DISCUSSION:  SJMS presents with variable clinical features.3,4  The usual presentation of this syndrome in paediatric population is recurrent respiratory infections. SJMS is generally believed to be a post-infectious complication of viral bronchiolitis or pneumonitis acquired during early childhood.Patients can be completely asymptomatic with hyperlucent lung field being an incidental finding on the chest radiograph taken for other indications. The prevalence of SJMS was reported to be 0.01% in 17,450 survey of chest radiograph.2 This syndrome is characterized radiographically by hyperlucency of a lobe, or the entire lung in the absence of obstructing mass with decreased vascular markings. Due to unknown factors it usually involves the left lung.3 Treatment is largely supportive with early control of super-added infections along with influenza and pneumococcal vaccination.6 Here, in our case, with history of recurrent respiratory tract infections, currently presented as an episode of pneumonia, was also diagnosed incidentally based on chest radiograph and CT. This case was also unusually associated with dextrocardia and situs solitus.

REFERENCES:

1.    Swyer PR, James GCW. A case of unilateral pulmonary emphysema. Thorax 1953; 8: 133-6.

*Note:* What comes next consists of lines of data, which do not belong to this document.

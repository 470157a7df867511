//! 菜单树类型定义

use serde::{Deserialize, Serialize};

use super::StylesheetKind;

/// 叶子节点携带的动作
///
/// 以数据形式保存，由 [`crate::ActionHandler`] 执行，菜单树因此可以 `Clone` 与比较。
#[derive(Debug, Clone, Serialize, Deserialize, PartialEq, Eq)]
#[serde(tag = "kind", content = "name", rename_all = "camelCase")]
pub enum MenuAction {
    /// 切换布局样式表
    ChangeLayout(String),
    /// 切换主题样式表
    ChangeTheme(String),
}

impl MenuAction {
    /// 动作作用的样式表类型
    #[must_use]
    pub fn stylesheet_kind(&self) -> StylesheetKind {
        match self {
            Self::ChangeLayout(_) => StylesheetKind::Layout,
            Self::ChangeTheme(_) => StylesheetKind::Theme,
        }
    }

    /// 皮肤名称
    #[must_use]
    pub fn name(&self) -> &str {
        match self {
            Self::ChangeLayout(name) | Self::ChangeTheme(name) => name,
        }
    }
}

/// 菜单节点的目标
///
/// 外部 URL、内部路由与动作三者互斥，由枚举保证。
#[derive(Debug, Clone, Serialize, Deserialize, PartialEq, Eq)]
#[serde(rename_all = "camelCase")]
pub enum MenuTarget {
    /// 内部路由
    Route(String),
    /// 外部链接
    Url {
        href: String,
        #[serde(skip_serializing_if = "Option::is_none")]
        target: Option<String>,
    },
    /// 点击时执行的动作
    Action(MenuAction),
}

/// 菜单节点
#[derive(Debug, Clone, Default, Serialize, Deserialize, PartialEq, Eq)]
#[serde(rename_all = "camelCase")]
pub struct MenuNode {
    /// 显示文本
    pub label: String,
    /// 图标名称
    pub icon: String,
    /// 路由 / URL / 动作（可选）
    #[serde(skip_serializing_if = "Option::is_none")]
    pub target: Option<MenuTarget>,
    /// 子节点，可与动作共存
    #[serde(default, skip_serializing_if = "Vec::is_empty")]
    pub children: Vec<MenuNode>,
    /// 徽标文本
    #[serde(skip_serializing_if = "Option::is_none")]
    pub badge: Option<String>,
    /// 是否禁用
    #[serde(default)]
    pub disabled: bool,
    /// 是否常驻展开
    #[serde(default)]
    pub expanded: bool,
}

impl MenuNode {
    /// 创建一个没有目标的节点
    pub fn new(label: impl Into<String>, icon: impl Into<String>) -> Self {
        Self {
            label: label.into(),
            icon: icon.into(),
            ..Self::default()
        }
    }

    /// 创建一个指向内部路由的节点
    pub fn route(label: impl Into<String>, icon: impl Into<String>, route: impl Into<String>) -> Self {
        Self::new(label, icon).with_target(MenuTarget::Route(route.into()))
    }

    /// 创建一个执行动作的叶子节点
    pub fn action(label: impl Into<String>, icon: impl Into<String>, action: MenuAction) -> Self {
        Self::new(label, icon).with_target(MenuTarget::Action(action))
    }

    /// 创建一个子菜单节点
    pub fn submenu(
        label: impl Into<String>,
        icon: impl Into<String>,
        children: Vec<MenuNode>,
    ) -> Self {
        Self {
            children,
            ..Self::new(label, icon)
        }
    }

    #[must_use]
    pub fn with_target(mut self, target: MenuTarget) -> Self {
        self.target = Some(target);
        self
    }

    #[must_use]
    pub fn with_badge(mut self, badge: impl Into<String>) -> Self {
        self.badge = Some(badge.into());
        self
    }

    #[must_use]
    pub fn with_expanded(mut self, expanded: bool) -> Self {
        self.expanded = expanded;
        self
    }

    #[must_use]
    pub fn with_disabled(mut self, disabled: bool) -> Self {
        self.disabled = disabled;
        self
    }

    /// 是否有子节点
    pub fn has_children(&self) -> bool {
        !self.children.is_empty()
    }

    pub fn route_path(&self) -> Option<&str> {
        match &self.target {
            Some(MenuTarget::Route(route)) => Some(route),
            _ => None,
        }
    }

    pub fn url(&self) -> Option<&str> {
        match &self.target {
            Some(MenuTarget::Url { href, .. }) => Some(href),
            _ => None,
        }
    }

    pub fn menu_action(&self) -> Option<&MenuAction> {
        match &self.target {
            Some(MenuTarget::Action(action)) => Some(action),
            _ => None,
        }
    }

    /// 按标签查找直接子节点
    pub fn child(&self, label: &str) -> Option<&MenuNode> {
        self.children.iter().find(|c| c.label == label)
    }
}

#[cfg(test)]
mod tests {
    use super::*;

    #[test]
    fn target_accessors_are_exclusive() {
        let node = MenuNode::action("Teal", "brush", MenuAction::ChangeTheme("teal".into()));
        assert!(node.menu_action().is_some());
        assert!(node.route_path().is_none());
        assert!(node.url().is_none());

        let node = MenuNode::route("FAQ", "fa-info", "/faq");
        assert_eq!(node.route_path(), Some("/faq"));
        assert!(node.menu_action().is_none());
    }

    #[test]
    fn submenu_may_carry_an_action() {
        let node = MenuNode::submenu("Colors", "palette", vec![MenuNode::new("x", "y")])
            .with_target(MenuTarget::Action(MenuAction::ChangeLayout("moody".into())));
        assert!(node.has_children());
        assert_eq!(node.menu_action().map(MenuAction::name), Some("moody"));
    }
}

2.    Yiu MWC, Tsang KWT, Wong Y, Ooi GC. Focal area of hyperlucency on a chest radiograph. Respiration 2001; 68: 545-7.
3.    Abba AA, Al-mobeireek AF. Clinical spectrum of Swyer-James-MacLeod syndrome in adults. Saudi Med J 2003; 24: 195-8.
4.    Lucaya J, Gartner S, Garcia-Pena P. Spectrum of manifestations of Swyer-James-Macleod syndrome. J Comput Assist Tomogr 1998; 22: 592-7.
5.    Erkasar CF, Caglar CE, Koray D, Ilgin KN. Bilateral Swyer-James (MacLeod’) syndrome. Indian J Pediatr 2002; 68: 433-5.
6.    Tortajada M, Gracia M, Gracia E, Hernandez R. Diagnostic considerations in unilateral hyperlucency lung (Swyer-James-MacLeod syndrome). Allergol Immunopathol (Madr) 2004; 32: 265-70.